Lonts and Hillyard both let out a shout at once. Joby turned round and saw them both pointing up above. Far above them an air-buggy was flying silently through the clouds.
“First time we’ve seen one of those in ages”, said Joby.
It is very easy when travelling in isolation for some time, as they had been doing, to start seeing great significance in everything, and it was hard not to do this with the sighting of the air-buggy. This was mainly because the town of Lebicca was never far from their thoughts.
As they travelled further that day a strange sort of despondency began to settle on the galleon. They were moving further and further away from Abbus Isle and the idyllic life they had found there. Plus they were moving further away from ever solving the mystery of what had happened to their friends there. The feeling of closing the door behind tem had never felt stronger. And the pain of it was almost debilitating in its intensity.
“So we go back to the Village of Stairs”, said Bardin, when Adam took him some coffee after lunch “And then what?”
“Well I suppose it rather depends what we find there”, said Adam.
“We can’t just leave Abbus Isle behind us forever”, said Bardin “I feel that so strongly in my heart, Adam”.
“We shan’t, old love”, said Adam “I think the idea is that we go back to the Village of Stairs largely to see if we can discover any information, anything pertinent about Lebicca for instance, anything helpful to us. Who knows, we might even be able to get an air-buggy and fly over the region …”

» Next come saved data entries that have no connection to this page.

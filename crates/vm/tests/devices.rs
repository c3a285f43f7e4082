
use std::io;

use vm::bus::*;
use vm::Exception;

fn bus() -> Bus {
    Bus::new(Dram::new(0x1000).unwrap(), Uart::new(Box::new(io::sink())))
}

#[test]
fn test_unmapped_addresses_fault() {
    let mut bus = bus();
    assert_eq!(bus.load(0x0, 64), Err(Exception::LoadAccessFault(0)));
    assert_eq!(
        bus.store(0x100, 8, 1),
        Err(Exception::StoreAmoAccessFault(0x100))
    );
    // just past the end of DRAM
    let end = bus.dram.end();
    assert_eq!(bus.load(end, 8), Err(Exception::LoadAccessFault(end)));
}

#[test]
fn test_routes_to_each_device() {
    let mut bus = bus();

    bus.store(DRAM_BASE + 0x10, 32, 0xdead_beef).unwrap();
    assert_eq!(bus.load(DRAM_BASE + 0x10, 32).unwrap(), 0xdead_beef);

    bus.store(CLINT_MTIMECMP, 64, 3).unwrap();
    bus.clint.tick();
    assert_eq!(bus.load(CLINT_MTIME, 64).unwrap(), 1);
    assert_eq!(bus.load(CLINT_MTIMECMP, 64).unwrap(), 3);

    bus.store(PLIC_SPRIORITY, 32, 7).unwrap();
    assert_eq!(bus.load(PLIC_SPRIORITY, 32).unwrap(), 7);

    assert_eq!(
        bus.load(UART_LSR, 8).unwrap() & UART_LSR_TX as u64,
        UART_LSR_TX as u64
    );
}

#[test]
fn test_mtimecmp_resets_to_max() {
    let bus = bus();
    assert_eq!(bus.load(CLINT_MTIMECMP, 64).unwrap(), u64::MAX);
    assert_eq!(bus.clint.pending(), (false, false));
}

“We didn’t manage to get an air-buggy last time”, Bardin pointed out, with almost childlike petulance, leaving Adam to muster every bit of patience he could.
“I know what your trouble is, Bardin”, he said “All this is going to take time, oodles of time, and you haven’t got much in the way of patience. But the stark fact is that we haven’t much choice really”.

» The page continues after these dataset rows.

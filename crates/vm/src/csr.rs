//! Control and status registers.

use std::fmt::Write;

pub const NUM_CSRS: usize = 4096;

// Unprivileged counters (read-only shadows).
pub const CYCLE: u16 = 0xc00;
pub const TIME: u16 = 0xc01;
pub const INSTRET: u16 = 0xc02;

// Supervisor-level CSRs.
pub const SSTATUS: u16 = 0x100;
pub const SIE: u16 = 0x104;
pub const STVEC: u16 = 0x105;
pub const SSCRATCH: u16 = 0x140;
pub const SEPC: u16 = 0x141;
pub const SCAUSE: u16 = 0x142;
pub const STVAL: u16 = 0x143;
pub const SIP: u16 = 0x144;
pub const SATP: u16 = 0x180;

// Machine-level CSRs.
pub const MSTATUS: u16 = 0x300;
pub const MISA: u16 = 0x301;
pub const MEDELEG: u16 = 0x302;
pub const MIDELEG: u16 = 0x303;
pub const MIE: u16 = 0x304;
pub const MTVEC: u16 = 0x305;
pub const MCOUNTEREN: u16 = 0x306;
pub const MSCRATCH: u16 = 0x340;
pub const MEPC: u16 = 0x341;
pub const MCAUSE: u16 = 0x342;
pub const MTVAL: u16 = 0x343;
pub const MIP: u16 = 0x344;
pub const MCYCLE: u16 = 0xb00;
pub const MINSTRET: u16 = 0xb02;
pub const MVENDORID: u16 = 0xf11;
pub const MARCHID: u16 = 0xf12;
pub const MIMPID: u16 = 0xf13;
pub const MHARTID: u16 = 0xf14;

// mstatus / sstatus fields.
pub const MASK_SIE: u64 = 1 << 1;
pub const MASK_MIE: u64 = 1 << 3;
pub const MASK_SPIE: u64 = 1 << 5;
pub const MASK_UBE: u64 = 1 << 6;
pub const MASK_MPIE: u64 = 1 << 7;
pub const MASK_SPP: u64 = 1 << 8;
pub const MASK_MPP: u64 = 0b11 << 11;
pub const MASK_FS: u64 = 0b11 << 13;
pub const MASK_XS: u64 = 0b11 << 15;
pub const MASK_MPRV: u64 = 1 << 17;
pub const MASK_SUM: u64 = 1 << 18;
pub const MASK_MXR: u64 = 1 << 19;
pub const MASK_UXL: u64 = 0b11 << 32;
pub const MASK_SD: u64 = 1 << 63;

/// The view of mstatus that sstatus exposes.
pub const MASK_SSTATUS: u64 = MASK_SIE
    | MASK_SPIE
    | MASK_UBE
    | MASK_SPP
    | MASK_FS
    | MASK_XS
    | MASK_SUM
    | MASK_MXR
    | MASK_UXL
    | MASK_SD;

// mip / mie bits.
pub const MASK_SSIP: u64 = 1 << 1;
pub const MASK_MSIP: u64 = 1 << 3;
pub const MASK_STIP: u64 = 1 << 5;
pub const MASK_MTIP: u64 = 1 << 7;
pub const MASK_SEIP: u64 = 1 << 9;
pub const MASK_MEIP: u64 = 1 << 11;

/// The interrupt bits visible through sie / sip.
pub const MASK_SINTERRUPTS: u64 = MASK_SSIP | MASK_STIP | MASK_SEIP;

/// RV64 (MXL = 2) with the A, I, M, S and U extensions.
pub const MISA_RV64IMASU: u64 =
    (2 << 62) | (1 << 0) | (1 << 8) | (1 << 12) | (1 << 18) | (1 << 20);

pub const SATP_MODE_BARE: u64 = 0;
pub const SATP_MODE_SV39: u64 = 8;

pub struct Csr {
    csrs: Vec<u64>,
}

impl Default for Csr {
    fn default() -> Self {
        Self::new()
    }
}

impl Csr {
    pub fn new() -> Self {
        let mut csrs = vec![0u64; NUM_CSRS];
        csrs[MISA as usize] = MISA_RV64IMASU;
        Self { csrs }
    }

    /// Reads a CSR. Supervisor views are masked projections of the machine
    /// registers; the user counters shadow their machine counterparts.
    pub fn load(&self, addr: u16) -> u64 {
        match addr {
            SSTATUS => self.raw(MSTATUS) & MASK_SSTATUS,
            SIE => self.raw(MIE) & self.raw(MIDELEG),
            SIP => self.raw(MIP) & self.raw(MIDELEG),
            CYCLE | TIME => self.raw(MCYCLE),
            INSTRET => self.raw(MINSTRET),
            _ => self.raw(addr),
        }
    }

    pub fn store(&mut self, addr: u16, value: u64) {
        match addr {
            SSTATUS => {
                let mstatus = self.raw(MSTATUS);
                self.set_raw(MSTATUS, (mstatus & !MASK_SSTATUS) | (value & MASK_SSTATUS));
            }
            SIE => {
                let mask = self.raw(MIDELEG);
                let mie = self.raw(MIE);
                self.set_raw(MIE, (mie & !mask) | (value & mask));
            }
            SIP => {
                let mask = self.raw(MIDELEG) & MASK_SSIP;
                let mip = self.raw(MIP);
                self.set_raw(MIP, (mip & !mask) | (value & mask));
            }
            SATP => {
                // WARL: unsupported translation modes leave satp unchanged
                let mode = value >> 60;
                if mode == SATP_MODE_BARE || mode == SATP_MODE_SV39 {
                    self.set_raw(SATP, value);
                }
            }
            // machine-level interrupts cannot be delegated
            MIDELEG => self.set_raw(MIDELEG, value & MASK_SINTERRUPTS),
            MISA | MVENDORID | MARCHID | MIMPID | MHARTID => {}
            _ => self.set_raw(addr, value),
        }
    }

    /// Sets or clears `mask` in a CSR without going through the
    /// supervisor projections.
    pub fn set_bits(&mut self, addr: u16, mask: u64, on: bool) {
        let value = self.raw(addr);
        self.set_raw(addr, if on { value | mask } else { value & !mask });
    }

    /// Advances mcycle and minstret by one retired instruction.
    pub fn tick(&mut self) {
        let cycle = self.raw(MCYCLE).wrapping_add(1);
        self.set_raw(MCYCLE, cycle);
        let instret = self.raw(MINSTRET).wrapping_add(1);
        self.set_raw(MINSTRET, instret);
    }

    /// CSRs in `0xc00..` and `0xf00..` have address bits 11:10 set to `0b11`.
    pub fn is_read_only(addr: u16) -> bool {
        (addr >> 10) & 0b11 == 0b11
    }

    /// Lowest privilege level (as mode bits) allowed to access `addr`.
    pub fn required_privilege(addr: u16) -> u64 {
        ((addr >> 8) & 0b11) as u64
    }

    pub fn dump(&self) -> String {
        let mut out = String::new();
        let rows: [[(&str, u16); 4]; 3] = [
            [("mstatus", MSTATUS), ("mtvec", MTVEC), ("mepc", MEPC), ("mcause", MCAUSE)],
            [("sstatus", SSTATUS), ("stvec", STVEC), ("sepc", SEPC), ("scause", SCAUSE)],
            [("mtval", MTVAL), ("stval", STVAL), ("mip", MIP), ("satp", SATP)],
        ];
        for row in rows {
            let line = row
                .iter()
                .map(|(name, addr)| format!("{:>8} = 0x{:016x}", name, self.load(*addr)))
                .collect::<Vec<_>>()
                .join(" ");
            let _ = writeln!(out, "{}", line);
        }
        out
    }

    fn raw(&self, addr: u16) -> u64 {
        self.csrs[addr as usize % NUM_CSRS]
    }

    fn set_raw(&mut self, addr: u16, value: u64) {
        self.csrs[addr as usize % NUM_CSRS] = value;
    }
}

#[cfg(test)]
mod tests {
    use super::*;

    #[test]
    fn sstatus_is_a_window_into_mstatus() {
        let mut csr = Csr::new();
        csr.store(MSTATUS, MASK_MIE | MASK_SIE | MASK_MPP);
        assert_eq!(csr.load(SSTATUS), MASK_SIE);

        csr.store(SSTATUS, MASK_SPP);
        // machine-only fields survive a supervisor write
        assert_eq!(csr.load(MSTATUS), MASK_MIE | MASK_MPP | MASK_SPP);
    }

    #[test]
    fn sie_respects_delegation() {
        let mut csr = Csr::new();
        csr.store(MIE, MASK_MTIP | MASK_STIP);
        assert_eq!(csr.load(SIE), 0);

        csr.store(MIDELEG, MASK_STIP);
        assert_eq!(csr.load(SIE), MASK_STIP);
        csr.store(SIE, 0);
        assert_eq!(csr.load(MIE), MASK_MTIP);
    }

    #[test]
    fn mideleg_keeps_machine_interrupts_in_machine_mode() {
        let mut csr = Csr::new();
        csr.store(MIDELEG, u64::MAX);
        assert_eq!(csr.load(MIDELEG), MASK_SSIP | MASK_STIP | MASK_SEIP);
    }

    #[test]
    fn misa_reports_rv64_and_ignores_writes() {
        let mut csr = Csr::new();
        csr.store(MISA, 0);
        assert_eq!(csr.load(MISA) >> 62, 2);
        assert_ne!(csr.load(MISA) & (1 << 12), 0);
    }

    #[test]
    fn satp_ignores_unsupported_modes() {
        let mut csr = Csr::new();
        csr.store(SATP, (9 << 60) | 0x1234);
        assert_eq!(csr.load(SATP), 0);
        csr.store(SATP, (8 << 60) | 0x1234);
        assert_eq!(csr.load(SATP), (8 << 60) | 0x1234);
    }

    #[test]
    fn address_encodes_access_rules() {
        assert!(Csr::is_read_only(MHARTID));
        assert!(Csr::is_read_only(CYCLE));
        assert!(!Csr::is_read_only(MSTATUS));
        assert_eq!(Csr::required_privilege(MSTATUS), 0b11);
        assert_eq!(Csr::required_privilege(SATP), 0b01);
        assert_eq!(Csr::required_privilege(CYCLE), 0b00);
    }
}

“I know, said Bardin, miserably.
“Now for heaven’s sake do try and make some effort to lighten up a bit”, said Adam “We all seem to be afflicted with a fit of the glums at the moment, and having a sad-faced clown at the helm isn’t exactly helping matters!”
Fortunately the beauty of the landscape they were passing through helped to give some cheer. The last time they had travelled this way it had been Summer, and the heat had been intense. Now it was well into Autumn, and although still warm there was a welcome freshness to the air after the soggy humidity of before. The mountains in the far distance were now snow-capped, and breath-taking to look at. It was extremely hard to be despondent with such a backdrop.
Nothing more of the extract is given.